Work through the records below and copy every line that includes "units".

Supplied records Block Start

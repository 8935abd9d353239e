//! Tile descriptor catalogue loaded from a TOML manifest.

use std::{
    collections::BTreeMap,
    fs, io,
    path::{Path, PathBuf},
};

use glam::Vec2;
use serde::Deserialize;
use tidepool_core::{CoinKind, FoodKind, ReceptacleKind, ShellColor, TileKind};

/// Catalogue format version understood by this build.
pub const SUPPORTED_CATALOGUE_VERSION: u32 = 1;

/// Keys of every tile descriptor the engine needs to size its tiles.
#[derive(Clone, Copy, Debug, PartialEq, Eq, Hash, PartialOrd, Ord)]
pub enum DescriptorKey {
    /// Solid wall tile.
    Wall,
    /// Open floor tile.
    Background,
    /// Apple food item.
    Apple,
    /// Cherries food item.
    Cherries,
    /// Sandwich food item.
    Sandwich,
    /// Cake food item.
    Cake,
    /// Silver coin.
    Silver,
    /// Gold coin.
    Gold,
    /// Orange shell.
    OrangeShell,
    /// Blue shell.
    BlueShell,
    /// Pink shell.
    PinkShell,
    /// Purple shell.
    PurpleShell,
    /// Treasure map item.
    TreasureMap,
    /// Marker the treasure map points to.
    MapMarker,
    /// Rare bonus decoration.
    RareBonus,
    /// Board the player fills with shells.
    EmptyBoard,
    /// Board showing the target arrangement.
    ReferenceBoard,
    /// Countdown timer.
    Timer,
}

impl DescriptorKey {
    /// Every descriptor key in catalogue order.
    pub const ALL: [DescriptorKey; 18] = [
        DescriptorKey::Wall,
        DescriptorKey::Background,
        DescriptorKey::Apple,
        DescriptorKey::Cherries,
        DescriptorKey::Sandwich,
        DescriptorKey::Cake,
        DescriptorKey::Silver,
        DescriptorKey::Gold,
        DescriptorKey::OrangeShell,
        DescriptorKey::BlueShell,
        DescriptorKey::PinkShell,
        DescriptorKey::PurpleShell,
        DescriptorKey::TreasureMap,
        DescriptorKey::MapMarker,
        DescriptorKey::RareBonus,
        DescriptorKey::EmptyBoard,
        DescriptorKey::ReferenceBoard,
        DescriptorKey::Timer,
    ];

    /// Name of the key inside the `[tiles]` table.
    #[must_use]
    pub const fn name(self) -> &'static str {
        match self {
            DescriptorKey::Wall => "wall",
            DescriptorKey::Background => "background",
            DescriptorKey::Apple => "apple",
            DescriptorKey::Cherries => "cherries",
            DescriptorKey::Sandwich => "sandwich",
            DescriptorKey::Cake => "cake",
            DescriptorKey::Silver => "silver",
            DescriptorKey::Gold => "gold",
            DescriptorKey::OrangeShell => "orange_shell",
            DescriptorKey::BlueShell => "blue_shell",
            DescriptorKey::PinkShell => "pink_shell",
            DescriptorKey::PurpleShell => "purple_shell",
            DescriptorKey::TreasureMap => "treasure_map",
            DescriptorKey::MapMarker => "map_marker",
            DescriptorKey::RareBonus => "rare_bonus",
            DescriptorKey::EmptyBoard => "empty_board",
            DescriptorKey::ReferenceBoard => "reference_board",
            DescriptorKey::Timer => "timer",
        }
    }

    /// Resolves a key from its table name.
    #[must_use]
    pub fn parse(name: &str) -> Option<Self> {
        Self::ALL.into_iter().find(|key| key.name() == name)
    }

    /// Descriptor that sizes tiles of the provided kind.
    #[must_use]
    pub const fn for_tile(kind: TileKind) -> Self {
        match kind {
            TileKind::Background => DescriptorKey::Background,
            TileKind::Wall => DescriptorKey::Wall,
            TileKind::Food(FoodKind::Apple) => DescriptorKey::Apple,
            TileKind::Food(FoodKind::Cherries) => DescriptorKey::Cherries,
            TileKind::Food(FoodKind::Sandwich) => DescriptorKey::Sandwich,
            TileKind::Food(FoodKind::Cake) => DescriptorKey::Cake,
            TileKind::Coin(CoinKind::Silver) => DescriptorKey::Silver,
            TileKind::Coin(CoinKind::Gold) => DescriptorKey::Gold,
            TileKind::Shell(ShellColor::Orange) => DescriptorKey::OrangeShell,
            TileKind::Shell(ShellColor::Blue) => DescriptorKey::BlueShell,
            TileKind::Shell(ShellColor::Pink) => DescriptorKey::PinkShell,
            TileKind::Shell(ShellColor::Purple) => DescriptorKey::PurpleShell,
            TileKind::TreasureMap => DescriptorKey::TreasureMap,
            TileKind::MapMarker => DescriptorKey::MapMarker,
            TileKind::RareBonus => DescriptorKey::RareBonus,
            TileKind::PuzzleReceptacle(ReceptacleKind::Empty) => DescriptorKey::EmptyBoard,
            TileKind::PuzzleReceptacle(ReceptacleKind::Reference(_)) => {
                DescriptorKey::ReferenceBoard
            }
            TileKind::Timer => DescriptorKey::Timer,
        }
    }

    const fn slot(self) -> usize {
        self as usize
    }
}

/// Declarative description of a tile type.
///
/// Only the size is interpreted by the engine; the asset paths are forwarded
/// untouched to the presentation layer.
#[derive(Clone, Debug, PartialEq)]
pub struct TileDescriptor {
    name: String,
    width: u32,
    height: u32,
    texture_path: String,
    collected_audio_path: Option<String>,
}

impl TileDescriptor {
    /// Creates a descriptor without a collection sound.
    #[must_use]
    pub fn new(name: impl Into<String>, width: u32, height: u32, texture_path: impl Into<String>) -> Self {
        Self {
            name: name.into(),
            width,
            height,
            texture_path: texture_path.into(),
            collected_audio_path: None,
        }
    }

    /// Attaches the sound played when the tile is collected.
    #[must_use]
    pub fn with_collected_audio(mut self, path: impl Into<String>) -> Self {
        self.collected_audio_path = Some(path.into());
        self
    }

    /// Human readable name of the tile.
    #[must_use]
    pub fn name(&self) -> &str {
        &self.name
    }

    /// Width and height in world units.
    #[must_use]
    pub fn size(&self) -> Vec2 {
        Vec2::new(self.width as f32, self.height as f32)
    }

    /// Opaque texture reference for the presentation layer.
    #[must_use]
    pub fn texture_path(&self) -> &str {
        &self.texture_path
    }

    /// Opaque collection sound reference for the presentation layer.
    #[must_use]
    pub fn collected_audio_path(&self) -> Option<&str> {
        self.collected_audio_path.as_deref()
    }
}

/// Errors raised while loading a tile catalogue.
#[derive(Debug, thiserror::Error)]
pub enum CatalogueError {
    /// The catalogue file could not be read.
    #[error("failed to read tile catalogue at {}", .path.display())]
    Io {
        /// Location that failed to load.
        path: PathBuf,
        /// Underlying I/O failure.
        #[source]
        source: io::Error,
    },
    /// The catalogue is not valid TOML or does not match the expected shape.
    #[error("failed to parse tile catalogue toml contents")]
    Parse(#[from] toml::de::Error),
    /// The catalogue declares an unsupported format version.
    #[error("unsupported tile catalogue version {found}; expected {expected}")]
    UnsupportedVersion {
        /// Version found in the file.
        found: u32,
        /// Version this build understands.
        expected: u32,
    },
    /// The catalogue names a tile the engine does not know.
    #[error("unknown tile descriptor `{0}`")]
    UnknownTile(String),
    /// A descriptor the engine needs is absent.
    #[error("tile catalogue missing descriptor `{0}`")]
    MissingTile(&'static str),
    /// A descriptor declares a zero width or height.
    #[error("tile descriptor `{key}` has invalid size {width}x{height}")]
    InvalidSize {
        /// Key of the offending descriptor.
        key: &'static str,
        /// Declared width.
        width: u32,
        /// Declared height.
        height: u32,
    },
}

/// Complete set of tile descriptors, one per [`DescriptorKey`].
#[derive(Clone, Debug, PartialEq)]
pub struct TileCatalogue {
    descriptors: Vec<TileDescriptor>,
}

impl TileCatalogue {
    /// Stock catalogue: 48-unit world tiles and 16-unit items.
    #[must_use]
    pub fn builtin() -> Self {
        let descriptors = DescriptorKey::ALL
            .into_iter()
            .map(|key| {
                let side = match key {
                    DescriptorKey::Wall
                    | DescriptorKey::Background
                    | DescriptorKey::MapMarker
                    | DescriptorKey::EmptyBoard
                    | DescriptorKey::ReferenceBoard
                    | DescriptorKey::Timer => 48,
                    _ => 16,
                };
                let descriptor = TileDescriptor::new(
                    key.name(),
                    side,
                    side,
                    format!("textures/tiles/{}", key.name()),
                );
                if matches!(key, DescriptorKey::Wall | DescriptorKey::Background) {
                    descriptor
                } else {
                    descriptor.with_collected_audio(format!("sounds/{}", key.name()))
                }
            })
            .collect();
        Self { descriptors }
    }

    /// Loads the catalogue stored at the provided path.
    pub fn from_path(path: impl AsRef<Path>) -> Result<Self, CatalogueError> {
        let path = path.as_ref();
        let contents = fs::read_to_string(path).map_err(|source| CatalogueError::Io {
            path: path.to_path_buf(),
            source,
        })?;
        Self::from_toml_str(&contents)
    }

    /// Parses a catalogue from TOML text.
    pub fn from_toml_str(contents: &str) -> Result<Self, CatalogueError> {
        let file: CatalogueFile = toml::from_str(contents)?;
        if file.version != SUPPORTED_CATALOGUE_VERSION {
            return Err(CatalogueError::UnsupportedVersion {
                found: file.version,
                expected: SUPPORTED_CATALOGUE_VERSION,
            });
        }

        let mut resolved = BTreeMap::new();
        for (name, record) in file.tiles {
            let Some(key) = DescriptorKey::parse(&name) else {
                return Err(CatalogueError::UnknownTile(name));
            };
            if record.width == 0 || record.height == 0 {
                return Err(CatalogueError::InvalidSize {
                    key: key.name(),
                    width: record.width,
                    height: record.height,
                });
            }
            let _ = resolved.insert(key, record);
        }

        let mut descriptors = Vec::with_capacity(DescriptorKey::ALL.len());
        for key in DescriptorKey::ALL {
            let Some(record) = resolved.remove(&key) else {
                return Err(CatalogueError::MissingTile(key.name()));
            };
            descriptors.push(TileDescriptor {
                name: record.name,
                width: record.width,
                height: record.height,
                texture_path: record.texture_path,
                collected_audio_path: record.collected_audio_path,
            });
        }

        Ok(Self { descriptors })
    }

    /// Descriptor registered for the key.
    #[must_use]
    pub fn descriptor(&self, key: DescriptorKey) -> &TileDescriptor {
        &self.descriptors[key.slot()]
    }

    /// Descriptor that sizes tiles of the provided kind.
    #[must_use]
    pub fn descriptor_for(&self, kind: TileKind) -> &TileDescriptor {
        self.descriptor(DescriptorKey::for_tile(kind))
    }

    /// Size of a single grid cell in world units.
    #[must_use]
    pub fn world_tile_size(&self) -> Vec2 {
        self.descriptor(DescriptorKey::Background).size()
    }
}

impl Default for TileCatalogue {
    fn default() -> Self {
        Self::builtin()
    }
}

#[derive(Debug, Deserialize)]
#[serde(deny_unknown_fields)]
struct CatalogueFile {
    version: u32,
    tiles: BTreeMap<String, DescriptorRecord>,
}

#[derive(Debug, Deserialize)]
#[serde(deny_unknown_fields)]
struct DescriptorRecord {
    name: String,
    width: u32,
    height: u32,
    texture_path: String,
    #[serde(default)]
    collected_audio_path: Option<String>,
}

#[cfg(test)]
mod tests {
    use super::*;

    fn full_catalogue() -> String {
        let mut text = String::from("version = 1\n");
        for key in DescriptorKey::ALL {
            text.push_str(&format!(
                "[tiles.{name}]\nname = \"{name}\"\nwidth = 48\nheight = 48\ntexture_path = \"textures/{name}\"\n",
                name = key.name()
            ));
        }
        text
    }

    #[test]
    fn catalogue_parses_every_descriptor() {
        let catalogue = TileCatalogue::from_toml_str(&full_catalogue()).expect("catalogue should parse");
        let timer = catalogue.descriptor(DescriptorKey::Timer);
        assert_eq!(timer.name(), "timer");
        assert_eq!(timer.size(), Vec2::splat(48.0));
        assert_eq!(timer.texture_path(), "textures/timer");
        assert_eq!(timer.collected_audio_path(), None);
    }

    #[test]
    fn catalogue_keeps_optional_audio_paths() {
        let text = full_catalogue().replace(
            "texture_path = \"textures/gold\"\n",
            "texture_path = \"textures/gold\"\ncollected_audio_path = \"sounds/coin\"\n",
        );
        let catalogue = TileCatalogue::from_toml_str(&text).expect("catalogue should parse");
        assert_eq!(
            catalogue.descriptor(DescriptorKey::Gold).collected_audio_path(),
            Some("sounds/coin")
        );
    }

    #[test]
    fn catalogue_requires_every_descriptor() {
        let text = full_catalogue().replace("[tiles.timer]", "[tiles.cake_duplicate]");
        let error = TileCatalogue::from_toml_str(&text).expect_err("unknown key must fail");
        assert!(matches!(error, CatalogueError::UnknownTile(name) if name == "cake_duplicate"));

        let truncated: String = full_catalogue()
            .split("[tiles.timer]")
            .next()
            .unwrap_or_default()
            .to_owned();
        let error = TileCatalogue::from_toml_str(&truncated).expect_err("missing timer must fail");
        assert!(matches!(error, CatalogueError::MissingTile("timer")));
    }

    #[test]
    fn catalogue_rejects_missing_size_fields() {
        let text = full_catalogue().replacen("width = 48\n", "", 1);
        assert!(matches!(
            TileCatalogue::from_toml_str(&text),
            Err(CatalogueError::Parse(_))
        ));
    }

    #[test]
    fn catalogue_rejects_zero_sizes() {
        let text = full_catalogue().replacen("height = 48", "height = 0", 1);
        assert!(matches!(
            TileCatalogue::from_toml_str(&text),
            Err(CatalogueError::InvalidSize { key: "wall", .. })
        ));
    }

    #[test]
    fn catalogue_rejects_other_versions() {
        let text = full_catalogue().replace("version = 1", "version = 2");
        assert!(matches!(
            TileCatalogue::from_toml_str(&text),
            Err(CatalogueError::UnsupportedVersion { found: 2, expected: 1 })
        ));
    }

    #[test]
    fn builtin_catalogue_uses_world_sized_tiles() {
        let catalogue = TileCatalogue::builtin();
        assert_eq!(catalogue.world_tile_size(), Vec2::splat(48.0));
        assert_eq!(
            catalogue.descriptor_for(TileKind::Food(FoodKind::Cake)).size(),
            Vec2::splat(16.0)
        );
    }
}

Supplied records Block End

**Exercise result:**
    /// Width and height in world units.
    /// Size of a single grid cell in world units.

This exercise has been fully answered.